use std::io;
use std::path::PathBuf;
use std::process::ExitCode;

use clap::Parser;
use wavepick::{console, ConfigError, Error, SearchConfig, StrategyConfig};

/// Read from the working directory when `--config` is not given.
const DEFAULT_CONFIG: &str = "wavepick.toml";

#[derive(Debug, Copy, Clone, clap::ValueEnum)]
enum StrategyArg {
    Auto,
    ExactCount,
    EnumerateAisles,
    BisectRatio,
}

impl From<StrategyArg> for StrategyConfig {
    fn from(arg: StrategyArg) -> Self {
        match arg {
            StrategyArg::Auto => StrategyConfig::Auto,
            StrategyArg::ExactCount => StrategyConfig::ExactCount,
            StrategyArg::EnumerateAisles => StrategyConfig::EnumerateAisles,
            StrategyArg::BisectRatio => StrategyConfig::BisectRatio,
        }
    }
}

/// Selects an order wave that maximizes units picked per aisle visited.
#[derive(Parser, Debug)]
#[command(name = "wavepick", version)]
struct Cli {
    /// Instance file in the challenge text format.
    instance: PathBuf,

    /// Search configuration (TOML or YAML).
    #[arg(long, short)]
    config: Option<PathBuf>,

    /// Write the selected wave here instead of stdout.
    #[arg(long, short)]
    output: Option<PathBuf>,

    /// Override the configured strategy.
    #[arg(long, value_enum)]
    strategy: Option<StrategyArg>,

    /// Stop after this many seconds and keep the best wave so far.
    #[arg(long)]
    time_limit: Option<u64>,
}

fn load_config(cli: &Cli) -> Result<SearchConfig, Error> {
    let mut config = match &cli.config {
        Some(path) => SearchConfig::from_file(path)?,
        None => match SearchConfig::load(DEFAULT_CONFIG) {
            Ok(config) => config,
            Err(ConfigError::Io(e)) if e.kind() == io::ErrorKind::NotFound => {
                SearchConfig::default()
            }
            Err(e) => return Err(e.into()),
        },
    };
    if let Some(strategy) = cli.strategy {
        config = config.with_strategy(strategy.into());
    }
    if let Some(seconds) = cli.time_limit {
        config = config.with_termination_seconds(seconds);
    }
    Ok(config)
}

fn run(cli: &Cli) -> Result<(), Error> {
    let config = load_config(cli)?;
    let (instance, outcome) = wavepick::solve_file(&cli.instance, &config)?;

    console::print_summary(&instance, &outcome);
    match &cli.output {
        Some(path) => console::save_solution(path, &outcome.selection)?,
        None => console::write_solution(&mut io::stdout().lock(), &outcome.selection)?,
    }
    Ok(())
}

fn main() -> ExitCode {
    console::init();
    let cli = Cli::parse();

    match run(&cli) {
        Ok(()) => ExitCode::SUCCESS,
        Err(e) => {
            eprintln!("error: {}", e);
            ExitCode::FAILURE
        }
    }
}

---*---

### TASK GOAL
Which of the lines in the data contain the string "console"? Return each one.

### EXERCISE OUTPUT
use wavepick::{console, ConfigError, Error, SearchConfig, StrategyConfig};
    console::print_summary(&instance, &outcome);
        Some(path) => console::save_solution(path, &outcome.selection)?,
        None => console::write_solution(&mut io::stdout().lock(), &outcome.selection)?,
    console::init();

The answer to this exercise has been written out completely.